This page describes how the qpid package split datasets, like the interval of frames, lengths of predictions, etc.

Note

Similar to other trajectory prediction approaches, the validation sets (those sets that should be tested during training) are actually equals to the final test sets. Thus, clips listed in the val sets are not used during the whole training process.

ETH-UCY and Stanford Drone Dataset

When making dataset files, we process the ETH-UCY dataset files by the leave-one-out strategy. For the SDD, we split video clips with the dataset split method from SimAug (36 train sets + 12 test sets + 12 val sets). Especially, following other researchers, the univ13 split is not split exactly according to the literal leave-one-out approach. The univ13 split (ETH-UCY) takes univ and univ3 as test sets, and other sets {eth, hotel, unive, zara1, zara2, zara3} as training sets. Differently, the univ split only includes univ for testing models.

Note

Please note that we do not use dataset split files like TrajNet on ETH-UCY and SDD for several reasons. For example, the frame rate problem in ETH-eth sub-dataset, and some of these splits only consider the pedestrians in the SDD dataset.

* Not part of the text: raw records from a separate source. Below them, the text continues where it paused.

//! Membership resolver.
//!
//! Decodes the raw membership payloads of a record into ordered maps:
//!
//! - organizations: organization name → role
//! - groups: group name → owning organization name
//!
//! Decode failures are fatal for the record and are returned, never ignored.

use std::collections::BTreeMap;

use thiserror::Error;

use roster_core::types::{profile, InstitutionSyncPolicy, PersonRecord};

#[derive(Debug, Error)]
pub enum MembershipError {
    #[error("malformed organization memberships: {0}")]
    Organizations(#[source] serde_json::Error),

    #[error("malformed group memberships: {0}")]
    Groups(#[source] serde_json::Error),
}

/// Decoded memberships of one person.
#[derive(Debug, Clone, Default, PartialEq, Eq)]
pub struct ResolvedMemberships {
    pub organizations: BTreeMap<String, String>,
    pub groups: BTreeMap<String, String>,
}

impl ResolvedMemberships {
    /// Role the person holds in `organization`, empty if none.
    pub fn role_in(&self, organization: &str) -> &str {
        self.organizations
            .get(organization)
            .map(String::as_str)
            .unwrap_or("")
    }
}

pub fn resolve(
    policy: &InstitutionSyncPolicy,
    record: &PersonRecord,
    admin_override: bool,
) -> Result<ResolvedMemberships, MembershipError> {
    Ok(ResolvedMemberships {
        organizations: organization_memberships(record, admin_override)?,
        groups: group_memberships(policy, record)?,
    })
}

/// Organization → role. With the admin override every role becomes
/// `Administrator`.
pub fn organization_memberships(
    record: &PersonRecord,
    admin_override: bool,
) -> Result<BTreeMap<String, String>, MembershipError> {
    let mut organizations =
        decode(&record.organization_memberships).map_err(MembershipError::Organizations)?;
    if admin_override {
        for role in organizations.values_mut() {
            *role = profile::ADMINISTRATOR.to_string();
        }
    }
    Ok(organizations)
}

/// Group → owning organization.
///
/// Staff members only keep groups whose name contains one of the
/// institution's teacher group patterns. No patterns means no filtering.
pub fn group_memberships(
    policy: &InstitutionSyncPolicy,
    record: &PersonRecord,
) -> Result<BTreeMap<String, String>, MembershipError> {
    let groups = decode(&record.group_memberships).map_err(MembershipError::Groups)?;
    if record.profile != profile::STAFF || policy.teacher_group_patterns.is_empty() {
        return Ok(groups);
    }
    Ok(groups
        .into_iter()
        .filter(|(group, _)| {
            policy
                .teacher_group_patterns
                .iter()
                .any(|pattern| group.contains(pattern.as_str()))
        })
        .collect())
}

/// A JSON `null` decodes to an empty map; an empty string is malformed.
fn decode(payload: &str) -> Result<BTreeMap<String, String>, serde_json::Error> {
    let map: Option<BTreeMap<String, String>> = serde_json::from_str(payload)?;
    Ok(map.unwrap_or_default())
}

// ---------------------------------------------------------------------------
// Tests
// ---------------------------------------------------------------------------

#[cfg(test)]
mod tests {
    use super::*;

    fn staff(groups: &str) -> PersonRecord {
        let mut r = PersonRecord::new("k1", "teacher");
        r.profile = profile::STAFF.to_string();
        r.organization_memberships = r#"{"SchoolA": "Staff"}"#.to_string();
        r.group_memberships = groups.to_string();
        r
    }

    #[test]
    fn admin_override_rewrites_every_role() {
        let mut r = PersonRecord::new("k1", "admin");
        r.organization_memberships = r#"{"SchoolA": "Staff", "SchoolB": "Student"}"#.to_string();
        let orgs = organization_memberships(&r, true).unwrap();
        assert!(orgs.values().all(|role| role == "Administrator"));
        let orgs = organization_memberships(&r, false).unwrap();
        assert_eq!(orgs["SchoolB"], "Student");
    }

    #[test]
    fn malformed_payload_is_an_error() {
        let mut r = PersonRecord::new("k1", "jdoe");
        r.organization_memberships = "{broken".to_string();
        r.group_memberships = "{}".to_string();
        let err = resolve(&InstitutionSyncPolicy::default(), &r, false).unwrap_err();
        assert!(matches!(err, MembershipError::Organizations(_)));
        assert!(err.to_string().contains("organization memberships"));
    }

    #[test]
    fn empty_payload_is_malformed_but_null_is_empty() {
        let mut r = PersonRecord::new("k1", "jdoe");
        r.organization_memberships = "null".to_string();
        r.group_memberships = String::new();
        assert!(organization_memberships(&r, false).unwrap().is_empty());
        assert!(matches!(
            group_memberships(&InstitutionSyncPolicy::default(), &r),
            Err(MembershipError::Groups(_))
        ));
    }

    #[test]
    fn staff_groups_filtered_by_teacher_patterns() {
        let policy = InstitutionSyncPolicy {
            teacher_group_patterns: vec!["lehrer".to_string()],
            ..Default::default()
        };
        let r = staff(r#"{"lehrer-SchoolA": "SchoolA", "5a": "SchoolA"}"#);
        let groups = group_memberships(&policy, &r).unwrap();
        assert_eq!(groups.keys().collect::<Vec<_>>(), vec!["lehrer-SchoolA"]);
    }

    #[test]
    fn no_patterns_keeps_all_staff_groups() {
        let r = staff(r#"{"lehrer-SchoolA": "SchoolA", "5a": "SchoolA"}"#);
        let groups = group_memberships(&InstitutionSyncPolicy::default(), &r).unwrap();
        assert_eq!(groups.len(), 2);
    }

    #[test]
    fn students_are_never_pattern_filtered() {
        let policy = InstitutionSyncPolicy {
            teacher_group_patterns: vec!["lehrer".to_string()],
            ..Default::default()
        };
        let mut r = staff(r#"{"5a": "SchoolA"}"#);
        r.profile = profile::STUDENT.to_string();
        assert_eq!(group_memberships(&policy, &r).unwrap().len(), 1);
    }

    #[test]
    fn role_in_defaults_to_empty() {
        let resolved = ResolvedMemberships {
            organizations: [("SchoolA".to_string(), "Student".to_string())].into(),
            groups: BTreeMap::new(),
        };
        assert_eq!(resolved.role_in("SchoolA"), "Student");
        assert_eq!(resolved.role_in("SchoolB"), "");
    }
}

We process the original full-dataset files from these datasets with observations = 3.2 seconds (or 8 frames) and predictions = 4.8 seconds (or 12 frames) to train and test the model. This means that our used eth subset in ETU-UCY is sampled with an interval of 6 observation frames, similar to the SR-LSTM (CVPR2019). See details in this issue.

NBA SportVU

Following most previous works, we only sample about 50K samples on this dataset. Thus, the corresponding split name has become nba50k. Among the 50K samples,

  • 65% Train sets: About 32.5K training samples;
  • 25% Test sets: About 12.5K test samples;
  • 10% Val sets: About 0.5K samples.

Note

This dataset is labeled in foot. Please manually scale them to meter values when comparing results.

nuScenes

Since the official test set in the nuScenes dataset has no labels, we use the following method to split the training set:

  • 550 Train sets: Randomly sampling 550 video clips from the official 850 training sets;
  • 150 Val sets: Randomly sampling the other 150 video clips from the official 850 training sets;
  • 150 Test sets: We treat the official 150 val sets as our test sets.

Note

Results reported in our papers are trained/tested with the only-vehicle split nuScenes_ov_v1.0. Please uncomment the corresponding lines in main_nuscenes.py to make them manually, or just download them from our provided page.

Human3.6M

Following previous settings, we use all data from subjects [1, 6, 7, 8, 9] to train the model, subjects [11] to validate, and subjects [5] to test.

When making the training samples, we sample observations with the frequency of 25Hz (i.e., the sample interval is 40ms) and use t_h = 10 frames (400ms) of observations from all subjects to predict their possible trajectories for the next t_f = 10 frames (400ms).